Incontro tanti amici e amiche e, come spesso mi succede in queste occasioni conviviali, mi pongo mostrando la mia facciata estroversa mentre all’interno i dubbi mi affollano, quelli legati al senso del mio essere qui, non solo in questo cortile a sostenere un progetto, a curiosare e sentirmi parte, ma proprio qui in questa forma mia umana, in quest’anima che desidera più di ogni altra cosa scrivere ma che così spesso sente l’inadeguatezza nel farlo. E così oscillo tra dentro e fuori e provo a definirmi scrivente, perché almeno oggi, qui e ora, scrivo, come ho sempre voluto fare ma non ho sempre fatto, in anni nei quali la paura ha preso il sopravvento e la mia voce si è quasi spenta.

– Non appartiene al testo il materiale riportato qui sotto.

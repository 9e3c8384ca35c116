//! Schema metadata.
//!
//! `ModelMeta` is the immutable, fully resolved description of every model
//! the engine operates on. It is built once by [`ModelMeta::new`], which
//! validates the schema invariants and runs a derived-metadata pass:
//!
//! 1. fields declared on a base model are copied onto every sub-type with
//!    `inherited_from` set, so lookups never need to walk the chain;
//! 2. the synthetic one-to-one relations linking hierarchy levels are added
//!    (`delegate_aux_<model>`), owned by the sub-type and cascading on delete;
//! 3. a system field holding the transaction tag is added to every model;
//! 4. id and single-field unique constraints are registered;
//! 5. attribute usage and the sub-type index are computed.

pub mod field;
pub mod model;

pub use field::{
    FieldAttribute, FieldDefault, FieldInfo, ReferentialAction, OMIT_ATTRIBUTE,
    SYSTEM_ATTRIBUTE, UNIQUE_ATTRIBUTE, UPDATED_AT_ATTRIBUTE,
};
pub use model::{ModelInfo, UniqueConstraint};

use crate::error::{QueryError, Result, SchemaError};
use serde::{Deserialize, Serialize};
use std::collections::{BTreeMap, BTreeSet, HashSet};

/// Prefix of the synthetic relations linking hierarchy levels.
pub const DELEGATE_AUX_RELATION_PREFIX: &str = "delegate_aux";

/// System field that tags rows created inside a policy-checked transaction.
pub const TRANSACTION_FIELD_NAME: &str = "_txTag";

/// Name of the synthetic relation pointing at `model`.
pub fn aux_relation_name(model: &str) -> String {
    let mut chars = model.chars();
    let lowered = match chars.next() {
        Some(first) => first.to_lowercase().chain(chars).collect::<String>(),
        None => String::new(),
    };
    format!("{}_{}", DELEGATE_AUX_RELATION_PREFIX, lowered)
}

/// Whether `field` is one of the synthetic hierarchy relations.
pub fn is_aux_relation(field: &str) -> bool {
    field.starts_with(DELEGATE_AUX_RELATION_PREFIX)
}

/// Serialized form of a schema, as produced by the schema compiler.
#[derive(Debug, Clone, Default, Serialize, Deserialize)]
#[serde(rename_all = "camelCase")]
pub struct SchemaDocument {
    #[serde(default)]
    pub models: Vec<ModelInfo>,

    /// Model the principal is an instance of
    #[serde(default)]
    pub auth_model: Option<String>,
}

/// Facts computed once from the declared models.
#[derive(Debug, Clone, Default)]
struct DerivedMeta {
    attributes_in_use: HashSet<String>,
    sub_models: BTreeMap<String, Vec<String>>,
}

/// Resolved schema metadata.
#[derive(Debug, Clone)]
pub struct ModelMeta {
    models: BTreeMap<String, ModelInfo>,
    auth_model: Option<String>,
    derived: DerivedMeta,
}

impl ModelMeta {
    /// Validate the models and run the derived-metadata pass.
    pub fn new(models: impl IntoIterator<Item = ModelInfo>) -> Result<Self> {
        let mut models: BTreeMap<String, ModelInfo> =
            models.into_iter().map(|m| (m.name.clone(), m)).collect();

        for model in models.values() {
            if model.base_types.len() > 1 {
                return Err(SchemaError::MultipleInheritance(model.name.clone()).into());
            }
            if let Some(base) = model.base() {
                if !models.contains_key(base) {
                    return Err(SchemaError::UnknownBase {
                        model: model.name.clone(),
                        base: base.to_string(),
                    }
                    .into());
                }
            }
        }

        let order = inheritance_order(&models)?;
        for name in &order {
            inherit_base_fields(&mut models, name);
        }
        for name in &order {
            link_hierarchy_levels(&mut models, name);
        }

        for model in models.values_mut() {
            model.fields.insert(
                TRANSACTION_FIELD_NAME.to_string(),
                FieldInfo::scalar(TRANSACTION_FIELD_NAME, "String")
                    .optional()
                    .attribute(SYSTEM_ATTRIBUTE),
            );

            let ids: Vec<String> = model.id_field_names();
            if ids.is_empty() {
                return Err(SchemaError::MissingIdFields(model.name.clone()).into());
            }
            let id_constraint = UniqueConstraint {
                name: ids.join("_"),
                fields: ids,
            };
            model
                .unique_constraints
                .entry(id_constraint.name.clone())
                .or_insert(id_constraint);

            let unique_fields: Vec<String> = model
                .fields
                .values()
                .filter(|f| f.inherited_from.is_none() && f.has_attribute(UNIQUE_ATTRIBUTE))
                .map(|f| f.name.clone())
                .collect();
            for name in unique_fields {
                model
                    .unique_constraints
                    .entry(name.clone())
                    .or_insert(UniqueConstraint {
                        name: name.clone(),
                        fields: vec![name],
                    });
            }
        }

        validate_relations(&models)?;

        let mut derived = DerivedMeta::default();
        for model in models.values() {
            for field in model.fields.values() {
                for attr in &field.attributes {
                    derived.attributes_in_use.insert(attr.name.clone());
                }
            }
            if let Some(base) = model.base() {
                derived
                    .sub_models
                    .entry(base.to_string())
                    .or_default()
                    .push(model.name.clone());
            }
        }

        Ok(Self {
            models,
            auth_model: None,
            derived,
        })
    }

    /// Build from a serialized schema document.
    pub fn from_document(doc: SchemaDocument) -> Result<Self> {
        let auth_model = doc.auth_model.clone();
        let meta = Self::new(doc.models)?;
        Ok(match auth_model {
            Some(auth) => meta.with_auth_model(&auth),
            None => meta,
        })
    }

    /// Set the model the principal is an instance of.
    pub fn with_auth_model(mut self, model: &str) -> Self {
        self.auth_model = Some(model.to_string());
        self
    }

    pub fn auth_model(&self) -> Option<&str> {
        self.auth_model.as_deref()
    }

    pub fn models(&self) -> impl Iterator<Item = &ModelInfo> {
        self.models.values()
    }

    pub fn model(&self, name: &str) -> Option<&ModelInfo> {
        self.models.get(name)
    }

    /// Look up a model, failing with a usage error.
    pub fn require_model(&self, name: &str) -> Result<&ModelInfo> {
        self.models
            .get(name)
            .ok_or_else(|| QueryError::UnknownModel(name.to_string()).into())
    }

    pub fn field(&self, model: &str, field: &str) -> Option<&FieldInfo> {
        self.models.get(model).and_then(|m| m.fields.get(field))
    }

    /// Look up a field, failing with a usage error.
    pub fn require_field(&self, model: &str, field: &str) -> Result<&FieldInfo> {
        self.field(model, field).ok_or_else(|| {
            QueryError::UnknownField {
                model: model.to_string(),
                field: field.to_string(),
            }
            .into()
        })
    }

    /// Id fields of a model; empty for unknown models.
    pub fn id_fields(&self, model: &str) -> Vec<&FieldInfo> {
        self.models
            .get(model)
            .map(|m| m.id_fields())
            .unwrap_or_default()
    }

    pub fn base_model(&self, model: &str) -> Option<&ModelInfo> {
        self.models
            .get(model)
            .and_then(|m| m.base())
            .and_then(|b| self.models.get(b))
    }

    /// Base models from the nearest parent up to the root of the hierarchy.
    pub fn base_chain(&self, model: &str) -> Vec<&ModelInfo> {
        let mut chain = Vec::new();
        let mut current = self.base_model(model);
        while let Some(base) = current {
            chain.push(base);
            current = self.base_model(&base.name);
        }
        chain
    }

    /// Direct sub-types of a model.
    pub fn sub_models(&self, model: &str) -> &[String] {
        self.derived
            .sub_models
            .get(model)
            .map(Vec::as_slice)
            .unwrap_or(&[])
    }

    pub fn is_delegate(&self, model: &str) -> bool {
        self.models.get(model).map(|m| m.is_delegate).unwrap_or(false)
    }

    /// Whether the model has a base or sub-types.
    pub fn in_hierarchy(&self, model: &str) -> bool {
        self.base_model(model).is_some() || !self.sub_models(model).is_empty()
    }

    /// Whether the model, or a model it relates to, is part of a hierarchy.
    pub fn involves_hierarchy(&self, model: &str) -> bool {
        if self.in_hierarchy(model) {
            return true;
        }
        self.models
            .get(model)
            .map(|m| {
                m.fields
                    .values()
                    .any(|f| f.is_data_model && self.in_hierarchy(&f.field_type))
            })
            .unwrap_or(false)
    }

    /// Whether `field` is the discriminator of `model` or of one of its bases.
    pub fn is_discriminator(&self, model: &str, field: &str) -> bool {
        let own = self
            .models
            .get(model)
            .map(|m| m.discriminator.as_deref() == Some(field))
            .unwrap_or(false);
        own || self
            .base_chain(model)
            .iter()
            .any(|b| b.discriminator.as_deref() == Some(field))
    }

    /// Whether any field in the schema carries the attribute.
    pub fn uses_attribute(&self, attribute: &str) -> bool {
        self.derived.attributes_in_use.contains(attribute)
    }

    /// Unique constraints of a model.
    pub fn unique_constraints(&self, model: &str) -> impl Iterator<Item = &UniqueConstraint> {
        self.models
            .get(model)
            .into_iter()
            .flat_map(|m| m.unique_constraints.values())
    }
}

/// Order models so that every base precedes its sub-types.
fn inheritance_order(models: &BTreeMap<String, ModelInfo>) -> Result<Vec<String>> {
    let mut order = Vec::with_capacity(models.len());
    let mut placed: BTreeSet<String> = BTreeSet::new();

    for name in models.keys() {
        let mut chain = Vec::new();
        let mut current = Some(name.clone());
        while let Some(model) = current {
            if placed.contains(&model) {
                break;
            }
            if chain.contains(&model) {
                return Err(SchemaError::InheritanceCycle(model).into());
            }
            current = models
                .get(&model)
                .and_then(|m| m.base())
                .map(str::to_string);
            chain.push(model);
        }
        for model in chain.into_iter().rev() {
            placed.insert(model.clone());
            order.push(model);
        }
    }
    Ok(order)
}

fn inherit_base_fields(models: &mut BTreeMap<String, ModelInfo>, name: &str) {
    let Some(base_name) = models.get(name).and_then(|m| m.base()).map(str::to_string) else {
        return;
    };
    let inherited: Vec<FieldInfo> = match models.get(&base_name) {
        Some(base) => base
            .fields
            .values()
            .filter(|f| !f.is_id && !is_aux_relation(&f.name))
            .map(|f| {
                let mut copy = f.clone();
                if copy.inherited_from.is_none() {
                    copy.inherited_from = Some(base_name.clone());
                }
                copy
            })
            .collect(),
        None => return,
    };
    if let Some(model) = models.get_mut(name) {
        for field in inherited {
            model.fields.entry(field.name.clone()).or_insert(field);
        }
    }
}

fn link_hierarchy_levels(models: &mut BTreeMap<String, ModelInfo>, name: &str) {
    let Some(base_name) = models.get(name).and_then(|m| m.base()).map(str::to_string) else {
        return;
    };
    let base_ids = match models.get(&base_name) {
        Some(base) => base.id_field_names(),
        None => return,
    };
    let to_base = aux_relation_name(&base_name);
    let to_sub = aux_relation_name(name);

    if let Some(sub) = models.get_mut(name) {
        let mapping: Vec<(&str, &str)> = base_ids.iter().map(|id| (id.as_str(), id.as_str())).collect();
        sub.fields.insert(
            to_base.clone(),
            FieldInfo::relation(&to_base, &base_name)
                .owner(&mapping)
                .back_link(&to_sub)
                .on_delete(ReferentialAction::Cascade),
        );
        for id in &base_ids {
            if let Some(field) = sub.fields.get_mut(id) {
                field.is_foreign_key = true;
                field.relation_field = Some(to_base.clone());
            }
        }
    }
    if let Some(base) = models.get_mut(&base_name) {
        base.fields.insert(
            to_sub.clone(),
            FieldInfo::relation(&to_sub, name)
                .optional()
                .back_link(&to_base),
        );
    }
}

fn validate_relations(models: &BTreeMap<String, ModelInfo>) -> Result<()> {
    for model in models.values() {
        for field in model.fields.values().filter(|f| f.is_data_model) {
            let Some(target) = models.get(&field.field_type) else {
                return Err(SchemaError::UnknownRelationTarget {
                    model: model.name.clone(),
                    field: field.name.clone(),
                    target: field.field_type.clone(),
                }
                .into());
            };
            if let Some(back_link) = &field.back_link {
                if !target.fields.contains_key(back_link) {
                    return Err(SchemaError::InvalidBackLink {
                        model: model.name.clone(),
                        field: field.name.clone(),
                        back_link: back_link.clone(),
                    }
                    .into());
                }
            }
        }
    }
    Ok(())
}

Con tutte queste emozioni contrarie, sento di sapere quanto è difficile riuscire a creare armonia attorno a chi scrive e per chi scrive, per chi è immerso in un processo creativo fatto di accelerazioni e frenate, di blocchi, tanti blocchi, interi muri che sembrano impossibili da scavalcare e sicuramente ancor più da abbattere, fatto di vento in poppa e vento contrario, di parole che lusingano ma forse ingannano e di parole che criticano ma in realtà apprezzano e vedono oltre, capiscono che sei ancora dietro al tuo limite e più di te sanno che potrai superarlo, solo non sanno come, come non lo sai nemmeno tu… Eppure qualcuno riesce a farlo, a prendersi cura di sostenere il processo di chi scrive, mettendone in armonia i contrari.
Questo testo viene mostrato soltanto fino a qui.